Emptiness is empty of inherent existence.  In other words, it can be equated with the ground of Being.  Everything that exists in the sense of standing out from the ground of Being is an object to awareness which is pure subject.  You can compare this state to what was happening before the big bang.  There was nothingness in the sense of pure potential and pure awareness.  There were no things, therefore, you wouldn’t be able to make dualistic distinctions.

By: Patrick Goonan

In the first article of this series I talked about an unconditional attitude of friendliness toward yourself as a condition for deep transformation.  In the second, I talked about skillful means, gave some examples and spoke  about working with our past conditioning.  In this last post in the series, I will talk more about working on all levels of your being and across various life domains together in order to increase the probability of a transformation taking place.  If you haven’t read the other two articles, you can go back to my blog and read them first.  I recommend doing this to get maximum benefit from this more complex discussion and in-depth discussion.

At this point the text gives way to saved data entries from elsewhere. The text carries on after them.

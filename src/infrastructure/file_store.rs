//! 文件键值存储 - 基础设施层
//!
//! 整个存储是一个 JSON 对象文件（键 → 字符串值）。
//! 每次写入先写临时文件再 rename 覆盖，所以一次 `set_many` 落盘是原子的

use crate::error::{StorageError, StorageResult};
use crate::infrastructure::kv_store::KeyValueStore;
use std::collections::BTreeMap;
use std::fs::{self, File};
use std::io::{BufWriter, Write};
use std::path::{Path, PathBuf};
use tracing::debug;

/// 文件键值存储
pub struct FileStore {
    path: PathBuf,
    entries: BTreeMap<String, String>,
}

impl FileStore {
    /// 打开或创建存储文件
    ///
    /// 文件不存在时不会立即创建，第一次写入时才落盘
    pub fn open(path: impl AsRef<Path>) -> StorageResult<Self> {
        let path = path.as_ref().to_path_buf();

        let entries = if path.exists() {
            let content = fs::read_to_string(&path).map_err(|source| StorageError::ReadFailed {
                path: path.display().to_string(),
                source,
            })?;
            if content.trim().is_empty() {
                BTreeMap::new()
            } else {
                serde_json::from_str(&content).map_err(|source| StorageError::CorruptFile {
                    path: path.display().to_string(),
                    source,
                })?
            }
        } else {
            BTreeMap::new()
        };

        debug!("打开存储文件 {} ({} 个键)", path.display(), entries.len());

        Ok(Self { path, entries })
    }

    /// 将 `next` 写入磁盘，成功后才替换内存中的表
    fn commit(&mut self, next: BTreeMap<String, String>) -> StorageResult<()> {
        let write_failed = |source: std::io::Error| StorageError::WriteFailed {
            path: self.path.display().to_string(),
            source,
        };

        if let Some(parent) = self.path.parent() {
            if !parent.as_os_str().is_empty() {
                fs::create_dir_all(parent).map_err(write_failed)?;
            }
        }

        let body = serde_json::to_string(&next)
            .map_err(|source| StorageError::serialize_failed(self.path.display().to_string(), source))?;

        let tmp_path = self.tmp_path();
        {
            let file = File::create(&tmp_path).map_err(write_failed)?;
            let mut writer = BufWriter::new(&file);
            writer.write_all(body.as_bytes()).map_err(write_failed)?;
            writer.flush().map_err(write_failed)?;
            drop(writer);
            file.sync_all().map_err(write_failed)?;
        }
        fs::rename(&tmp_path, &self.path).map_err(write_failed)?;

        self.entries = next;
        Ok(())
    }

    fn tmp_path(&self) -> PathBuf {
        let mut name = self
            .path
            .file_name()
            .map(|n| n.to_os_string())
            .unwrap_or_default();
        name.push(".tmp");
        self.path.with_file_name(name)
    }
}

impl KeyValueStore for FileStore {
    fn get(&self, key: &str) -> StorageResult<Option<String>> {
        Ok(self.entries.get(key).cloned())
    }

    fn set(&mut self, key: &str, value: String) -> StorageResult<()> {
        self.set_many(vec![(key.to_string(), value)])
    }

    fn set_many(&mut self, entries: Vec<(String, String)>) -> StorageResult<()> {
        let mut next = self.entries.clone();
        next.extend(entries);
        self.commit(next)
    }
}

#[cfg(test)]
mod tests {
    use super::*;

    #[test]
    fn values_survive_reopen() {
        let dir = tempfile::tempdir().unwrap();
        let path = dir.path().join("board.json");

        let mut store = FileStore::open(&path).unwrap();
        store
            .set_many(vec![
                ("questions".to_string(), "[]".to_string()),
                ("responses".to_string(), "[]".to_string()),
            ])
            .unwrap();

        let reopened = FileStore::open(&path).unwrap();
        assert_eq!(reopened.get("questions").unwrap().as_deref(), Some("[]"));
        assert_eq!(reopened.get("responses").unwrap().as_deref(), Some("[]"));
        assert!(!dir.path().join("board.json.tmp").exists());
    }

    #[test]
    fn missing_file_opens_empty() {
        let dir = tempfile::tempdir().unwrap();
        let store = FileStore::open(dir.path().join("nested").join("board.json")).unwrap();

        assert_eq!(store.get("questions").unwrap(), None);
    }

    #[test]
    fn corrupt_file_is_reported() {
        let dir = tempfile::tempdir().unwrap();
        let path = dir.path().join("board.json");
        fs::write(&path, "not json").unwrap();

        let result = FileStore::open(&path);
        assert!(matches!(result, Err(StorageError::CorruptFile { .. })));
    }
}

In Part 2, I mentioned that in order to move up a level along a line of development you need to first disidentify from the level you are at and then identify with the new higher level. In other words, you have to transcend, then include the lower level as you move up.   As I explained earlier, you will have to pass through a transitional period of discomfort because you have separated from a lower level, but haven’t fully stablized the next level as part of self or your identity.  In other words, this desert period may provoke anxiety because it will seem to threaten your ego.  This point is very important and the attitudes I discussed in Part 1 of the series will help you cope with the discomfort.

This going up in steps is called a stage conception of development and you can talk about the upward path as a developmental line.  Some examples of developmental lines are cognitive, emotional, social and spiritual.  I also talked about conditioning and how to work with it in this series.  Besides reading this earlier post, I suggest looking at the 3-2-1 shadow process video also posted on my blog.  You may also find other useful material under other various categories on my blog.

Here in Part 3, I want to elaborate on a helpful map of reality that is particularly suited for personal growth.  This model is known as the Integral Model and was developed and popularized by Ken Wilber.  I believe it’s a an excellent map of the territory of deep change because it includes all the irreducible aspects of reality inherent to the human conditon.  In other words, it looks at the interior of things (e.g. your own thought process, feeling life, etc.) and the exterior (your body, observable effects in the world).  It also considers interactions between individuals and single objects, which is to say the collective aspects and the emergent properties of  systems.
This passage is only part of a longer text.